Fed Holds Interest Rate Steady To Fight Still-Too-High Inflation.

Fed Holds Interest Rate Steady To Fight Still-Too-High Inflation

  • The Federal Reserve is keeping its key interest rate at its highest since 2001 in an effort to push down inflation, in a widely anticipated move.
  • The central bank indicated its willingness to keep interest rates higher for longer until high inflation is vanquished.
  • Hopes the Fed would cut rates soon have dimmed as inflation has proven more stubborn than expected at the beginning of the year.
  • The Fed funds rate staying high influences interest rates on all kinds of loans, and keeps upward pressure on borrowing costs for mortgages and credit cards among other things.

The cost of living is still rising too fast for the Federal Reserve, and the Fed is keeping interest rates high to fight inflation.

Members of the central bank’s policy committee voted unanimously Wednesday to keep the crucial fed funds rate in its current range of 5.25% to 5.50%. Officials held the rate at its highest since 2001 to fight inflation that’s run too high for comfort in the first few months of 2024 and is still far from the central bank's target of a 2% annual rate.

In an official statement, Fed officials acknowledged that progress against inflation has stalled, necessitating keeping interest rates high to discourage borrowing and spending and cool down the economy.

“In recent months, there has been a lack of further progress toward the Committee’s 2% inflation objective.” the Federal Open Market Committee said in a statement, adding language that was absent from the statement the group made when it previously met in March.

In response, the central bank is likely to keep the fed funds rate higher for longer than previously thought, Federal Reserve Chair Jerome Powell said at a press conference.

"We’ve stated that we do not expect that it will be appropriate to reduce the target range for the federal funds rate until we have gained greater confidence that inflation is moving sustainably toward 2%," He said. "So far this year, the data have not given us that greater confidence ... It is likely that gaining such greater confidence will take longer than previously expected." 

Data is Driving Fed to Hold Rates For Longer

Fed officials have said data have driven their interest rate decisions, and the data has pushed policymakers in a more pessimistic direction as they assess their efforts to quell high inflation that flared up as the economy reopened from the pandemic. 

The annual inflation rate, as measured by the Consumer Price Index, had fallen to the 3% range at the outset of the year, down from its recent peak at 9.1% in June 2022. But the Fed’s goal of a 2% annual rate got farther away, as it rose to 3.5% as of March, dampening hopes that the Fed would be able to cut interest rates this summer. 

Powell, however, dismissed the immediate need for another rate hike to tame stubborn inflation.

"I think it’s unlikely that the next policy rate move will be a hike,” Powell told reporters at Wednesday’s post-FOMC-statement press conference.

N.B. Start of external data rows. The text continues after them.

use std::time::Duration;
use tracing::{debug, info};
use url::Url;

use crate::error::{Error, Result};
use crate::types::{LogQuery, LogResponse};

const FILTER_PATH: &str = "logs/filter";

/// Point an API root at its `/logs/filter` endpoint.
pub fn filter_url(api_root: &Url) -> Result<Url> {
    let trimmed = api_root.path().trim_end_matches('/');
    if trimmed.ends_with(FILTER_PATH) {
        let mut url = api_root.clone();
        url.set_path(trimmed);
        return Ok(url);
    }
    let mut root = api_root.clone();
    if !root.path().ends_with('/') {
        let path = format!("{}/", root.path());
        root.set_path(&path);
    }
    root.join(FILTER_PATH).map_err(|source| Error::InvalidUrl {
        url: api_root.to_string(),
        source,
    })
}

/// Query pairs for the filter endpoint, in the order the API documents them.
fn query_pairs(query: &LogQuery) -> Vec<(&'static str, String)> {
    let fields = [
        ("podname", query.podname.clone()),
        ("namespace", query.namespace.clone()),
        ("tail", query.tail.clone()),
        ("starttime", query.start_time.clone()),
        ("endtime", query.end_time.clone()),
        ("level", query.level.clone()),
        (
            "maxlogs",
            query
                .limit
                .filter(|l| !l.is_unlimited())
                .map(|l| l.get().to_string()),
        ),
    ];
    fields
        .into_iter()
        .filter_map(|(key, value)| value.filter(|v| !v.is_empty()).map(|v| (key, v)))
        .collect()
}

/// Build the request url. Without any filters `base` is returned unchanged.
pub fn build_request_url(base: &Url, query: &LogQuery) -> Url {
    let mut url = base.clone();
    let pairs = query_pairs(query);
    if !pairs.is_empty() {
        url.query_pairs_mut().extend_pairs(pairs);
    }
    url
}

/// Client for the log exploration API.
pub struct LogsClient {
    client: reqwest::Client,
    base: Url,
}

impl LogsClient {
    pub fn new(base: Url, timeout: Duration) -> Result<Self> {
        let client = reqwest::Client::builder().timeout(timeout).build()?;
        Ok(Self { client, base })
    }

    pub fn base(&self) -> &Url {
        &self.base
    }

    /// Fetch the log lines matching `query`.
    pub async fn fetch(&self, query: &LogQuery) -> Result<Vec<String>> {
        let url = build_request_url(&self.base, query);
        info!("Fetching logs from {}", url);

        let response = self.client.get(url.clone()).send().await?;
        let status = response.status();
        if !status.is_success() {
            return Err(Error::Status {
                status,
                url: url.to_string(),
            });
        }

        let body = response.json::<LogResponse>().await?;
        debug!("Received {} log line(s)", body.logs.len());
        Ok(body.logs)
    }
}
use clap::{ArgGroup, Parser};

#[derive(Parser, Debug)]
#[command(name = "kubectl-historical-logs")]
#[command(about = "Fetch historical logs for pods and workloads from the log exploration API")]
#[command(group(ArgGroup::new("workload").multiple(false)))]
pub struct Cli {
    /// Resource to fetch logs for, e.g. deployment=my-app or statefulset/db
    pub resource: Option<String>,

    /// Namespace
    #[arg(short = 'n', long)]
    pub namespace: Option<String>,

    /// Pod name
    #[arg(long)]
    pub podname: Option<String>,

    /// Relative time window, e.g. 30m or 00h30m
    #[arg(long)]
    pub tail: Option<String>,

    /// Only return logs after this time
    #[arg(long = "start-time")]
    pub start_time: Option<String>,

    /// Only return logs before this time
    #[arg(long = "end-time")]
    pub end_time: Option<String>,

    /// Log level, e.g. info or error
    #[arg(long)]
    pub level: Option<String>,

    /// Maximum number of log lines to display (0-1000, 0 shows everything)
    #[arg(long, allow_hyphen_values = true)]
    pub limit: Option<String>,

    /// Deployment name
    #[arg(long, group = "workload")]
    pub deployment: Option<String>,

    /// DaemonSet name
    #[arg(long, group = "workload")]
    pub daemonset: Option<String>,

    /// StatefulSet name
    #[arg(long, group = "workload")]
    pub statefulset: Option<String>,

    /// Log exploration API url (discovered from the cluster route when unset)
    #[arg(long, env = "LOG_EXPLORATION_API_URL")]
    pub api_url: Option<String>,

    /// HTTP timeout in seconds
    #[arg(long, default_value_t = 30)]
    pub timeout: u64,

    /// Context
    #[arg(long)]
    pub context: Option<String>,

    /// Enable verbose logging
    #[arg(short, long)]
    pub verbose: bool,
}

Other reports have shown that almost any way you measure it, the economy is running hot despite interest rate hikes since March 2022 that were supposed to cool it down: wage increases are accelerating, home prices are hitting record highs, and jobs remain plentiful—meaning there is little pressure on the Fed to cut interest rates to stimulate the economy and prevent a recession.

A lower fed funds rates would reduce upward pressure on interest rates for mortgages, credit cards, business loans, and other types of credit that currently come with borrowing costs at or near their highest in decades.

Fed Eases Quantitative Tightening

In another expected move, the central bank said it was slowing down the pace at which it was selling off securities from its balance sheet to $25 billion per month from $60 billion per month.

This process, known as "quantitative tightening," removes money from financial markets. It is a reversal of the "quantitative easing" campaign it engaged in during the pandemic, when it did the opposite, buying assets such as mortgage-backed securities in order to stimulate markets, and the economy, with more money.

While this move was widely anticipated, some forecasters weren't expecting the Fed to back off its tightening campaign as much as it did, with many experts predicting it would slow down to $30 billion per month.

"The Fed turns down the dial on QT a bit more than expected, which, while not a rate cut, is a dovish move," Ernie Tedeschi, former chief economist at the White House Council of Economic Advisors posted on social media platform X.